▸ **What you are asked to do**
Within the material below, how many lines include the word "derive"? Only the number should be given.
───── Exercise materials ─────
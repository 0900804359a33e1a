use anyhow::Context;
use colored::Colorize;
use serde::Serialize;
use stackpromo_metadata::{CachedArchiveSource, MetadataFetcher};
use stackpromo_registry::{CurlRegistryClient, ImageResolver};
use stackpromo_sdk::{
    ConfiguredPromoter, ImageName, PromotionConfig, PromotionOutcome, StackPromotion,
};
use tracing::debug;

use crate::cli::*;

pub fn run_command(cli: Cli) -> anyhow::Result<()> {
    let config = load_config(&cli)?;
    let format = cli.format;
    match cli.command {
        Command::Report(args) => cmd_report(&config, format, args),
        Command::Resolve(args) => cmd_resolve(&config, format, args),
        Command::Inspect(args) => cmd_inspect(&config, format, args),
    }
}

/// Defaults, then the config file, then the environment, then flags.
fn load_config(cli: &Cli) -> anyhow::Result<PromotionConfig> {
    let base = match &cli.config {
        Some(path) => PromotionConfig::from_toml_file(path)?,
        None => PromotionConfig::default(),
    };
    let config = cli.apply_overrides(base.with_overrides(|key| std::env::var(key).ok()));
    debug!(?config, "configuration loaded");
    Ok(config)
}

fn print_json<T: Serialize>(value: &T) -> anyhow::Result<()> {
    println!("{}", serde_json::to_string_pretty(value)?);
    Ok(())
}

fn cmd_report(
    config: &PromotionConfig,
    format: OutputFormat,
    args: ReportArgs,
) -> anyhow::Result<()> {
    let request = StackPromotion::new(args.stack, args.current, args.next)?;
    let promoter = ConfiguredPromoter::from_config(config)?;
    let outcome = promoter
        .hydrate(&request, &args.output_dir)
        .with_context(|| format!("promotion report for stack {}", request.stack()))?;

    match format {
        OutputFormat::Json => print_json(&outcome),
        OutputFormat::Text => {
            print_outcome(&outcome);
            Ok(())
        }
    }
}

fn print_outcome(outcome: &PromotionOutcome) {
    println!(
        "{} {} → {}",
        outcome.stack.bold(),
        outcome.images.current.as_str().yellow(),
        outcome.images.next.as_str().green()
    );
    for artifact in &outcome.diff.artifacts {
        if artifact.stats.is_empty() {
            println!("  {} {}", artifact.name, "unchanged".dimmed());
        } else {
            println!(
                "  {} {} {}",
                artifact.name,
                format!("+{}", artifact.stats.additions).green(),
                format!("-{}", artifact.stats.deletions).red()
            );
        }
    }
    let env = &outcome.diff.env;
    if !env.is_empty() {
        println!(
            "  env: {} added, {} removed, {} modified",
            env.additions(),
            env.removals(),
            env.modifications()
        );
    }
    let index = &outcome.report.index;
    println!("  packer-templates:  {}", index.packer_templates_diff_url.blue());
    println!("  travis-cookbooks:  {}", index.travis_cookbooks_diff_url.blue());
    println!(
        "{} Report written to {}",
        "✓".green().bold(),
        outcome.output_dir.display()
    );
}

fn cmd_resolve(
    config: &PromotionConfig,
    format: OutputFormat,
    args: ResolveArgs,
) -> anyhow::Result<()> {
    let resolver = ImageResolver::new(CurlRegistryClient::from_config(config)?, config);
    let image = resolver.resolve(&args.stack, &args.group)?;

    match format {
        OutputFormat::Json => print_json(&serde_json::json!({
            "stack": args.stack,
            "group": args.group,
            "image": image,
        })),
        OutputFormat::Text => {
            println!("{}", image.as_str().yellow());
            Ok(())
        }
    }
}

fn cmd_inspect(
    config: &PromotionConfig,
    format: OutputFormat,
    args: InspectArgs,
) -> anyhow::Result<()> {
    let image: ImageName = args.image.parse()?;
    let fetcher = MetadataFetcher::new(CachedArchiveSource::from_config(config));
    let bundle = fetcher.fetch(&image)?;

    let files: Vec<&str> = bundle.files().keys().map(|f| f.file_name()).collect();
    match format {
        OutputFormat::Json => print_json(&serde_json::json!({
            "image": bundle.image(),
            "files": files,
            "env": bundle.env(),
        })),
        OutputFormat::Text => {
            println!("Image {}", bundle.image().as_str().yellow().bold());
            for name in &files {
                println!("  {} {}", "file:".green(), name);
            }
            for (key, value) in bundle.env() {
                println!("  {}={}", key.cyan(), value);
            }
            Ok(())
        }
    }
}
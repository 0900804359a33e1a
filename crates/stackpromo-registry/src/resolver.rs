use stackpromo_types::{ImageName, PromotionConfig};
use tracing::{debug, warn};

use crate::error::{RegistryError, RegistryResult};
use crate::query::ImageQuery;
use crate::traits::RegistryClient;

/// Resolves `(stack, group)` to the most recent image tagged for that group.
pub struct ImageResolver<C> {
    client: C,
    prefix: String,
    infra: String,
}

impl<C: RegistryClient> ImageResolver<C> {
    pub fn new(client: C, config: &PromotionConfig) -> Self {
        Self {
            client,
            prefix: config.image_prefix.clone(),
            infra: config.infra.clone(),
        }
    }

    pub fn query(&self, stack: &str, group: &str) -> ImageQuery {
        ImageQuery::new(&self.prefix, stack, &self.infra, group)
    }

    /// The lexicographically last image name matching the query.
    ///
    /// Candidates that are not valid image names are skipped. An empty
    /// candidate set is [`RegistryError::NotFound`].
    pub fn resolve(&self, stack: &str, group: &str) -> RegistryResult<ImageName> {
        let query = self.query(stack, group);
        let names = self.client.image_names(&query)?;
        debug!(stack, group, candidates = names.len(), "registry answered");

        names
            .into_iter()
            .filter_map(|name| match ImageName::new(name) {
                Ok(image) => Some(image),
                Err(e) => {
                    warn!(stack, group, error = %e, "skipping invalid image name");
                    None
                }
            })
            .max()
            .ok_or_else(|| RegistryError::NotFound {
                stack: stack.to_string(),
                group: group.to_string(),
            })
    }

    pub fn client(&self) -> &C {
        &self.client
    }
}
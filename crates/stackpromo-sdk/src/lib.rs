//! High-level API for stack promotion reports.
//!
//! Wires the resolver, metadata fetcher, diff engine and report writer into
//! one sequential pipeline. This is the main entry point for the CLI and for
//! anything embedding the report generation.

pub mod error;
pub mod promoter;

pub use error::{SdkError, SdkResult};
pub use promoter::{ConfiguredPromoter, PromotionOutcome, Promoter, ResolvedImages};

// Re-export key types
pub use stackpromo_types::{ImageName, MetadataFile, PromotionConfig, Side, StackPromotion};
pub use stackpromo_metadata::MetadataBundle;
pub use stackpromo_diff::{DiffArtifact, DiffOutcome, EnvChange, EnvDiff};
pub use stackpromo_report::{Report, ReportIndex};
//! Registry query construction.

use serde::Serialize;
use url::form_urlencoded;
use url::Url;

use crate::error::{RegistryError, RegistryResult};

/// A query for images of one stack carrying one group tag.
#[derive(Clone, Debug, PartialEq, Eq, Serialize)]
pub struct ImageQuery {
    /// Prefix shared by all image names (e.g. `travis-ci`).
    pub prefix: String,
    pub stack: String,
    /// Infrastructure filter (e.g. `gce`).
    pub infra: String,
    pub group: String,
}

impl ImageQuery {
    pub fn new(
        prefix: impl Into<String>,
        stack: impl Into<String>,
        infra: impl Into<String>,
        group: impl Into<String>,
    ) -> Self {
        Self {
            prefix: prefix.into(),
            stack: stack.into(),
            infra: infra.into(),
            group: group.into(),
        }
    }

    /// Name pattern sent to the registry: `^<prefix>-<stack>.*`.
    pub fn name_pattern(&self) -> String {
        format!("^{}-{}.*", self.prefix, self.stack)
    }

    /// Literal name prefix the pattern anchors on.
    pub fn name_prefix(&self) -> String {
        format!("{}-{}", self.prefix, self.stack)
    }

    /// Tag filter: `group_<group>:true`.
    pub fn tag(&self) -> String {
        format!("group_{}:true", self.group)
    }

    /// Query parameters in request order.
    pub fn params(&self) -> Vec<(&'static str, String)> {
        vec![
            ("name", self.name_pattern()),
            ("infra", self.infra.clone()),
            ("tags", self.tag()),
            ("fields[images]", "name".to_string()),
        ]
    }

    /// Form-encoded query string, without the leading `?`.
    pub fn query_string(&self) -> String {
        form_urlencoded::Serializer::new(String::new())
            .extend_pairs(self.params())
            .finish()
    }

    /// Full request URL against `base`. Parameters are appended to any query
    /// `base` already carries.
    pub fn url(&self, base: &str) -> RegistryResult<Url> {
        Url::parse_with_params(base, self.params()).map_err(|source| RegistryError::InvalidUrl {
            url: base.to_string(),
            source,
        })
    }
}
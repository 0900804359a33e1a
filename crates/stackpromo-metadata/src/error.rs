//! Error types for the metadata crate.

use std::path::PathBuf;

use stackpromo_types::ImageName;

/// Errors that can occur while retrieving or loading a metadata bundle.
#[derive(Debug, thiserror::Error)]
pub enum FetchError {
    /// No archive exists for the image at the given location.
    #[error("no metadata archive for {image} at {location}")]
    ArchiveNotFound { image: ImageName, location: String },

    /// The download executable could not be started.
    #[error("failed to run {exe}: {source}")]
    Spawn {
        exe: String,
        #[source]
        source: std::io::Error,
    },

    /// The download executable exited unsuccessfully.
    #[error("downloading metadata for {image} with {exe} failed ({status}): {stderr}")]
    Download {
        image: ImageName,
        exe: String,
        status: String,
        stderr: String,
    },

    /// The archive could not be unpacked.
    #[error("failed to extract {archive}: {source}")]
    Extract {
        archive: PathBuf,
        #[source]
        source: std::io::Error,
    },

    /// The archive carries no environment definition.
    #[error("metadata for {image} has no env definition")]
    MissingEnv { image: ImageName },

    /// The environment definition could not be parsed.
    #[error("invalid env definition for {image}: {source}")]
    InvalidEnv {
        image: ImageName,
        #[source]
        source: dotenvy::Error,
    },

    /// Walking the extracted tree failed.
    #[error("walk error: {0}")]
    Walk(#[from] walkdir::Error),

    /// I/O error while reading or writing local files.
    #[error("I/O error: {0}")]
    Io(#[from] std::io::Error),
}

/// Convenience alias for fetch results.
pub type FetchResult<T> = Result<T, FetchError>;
─────
▸ **Task result**
2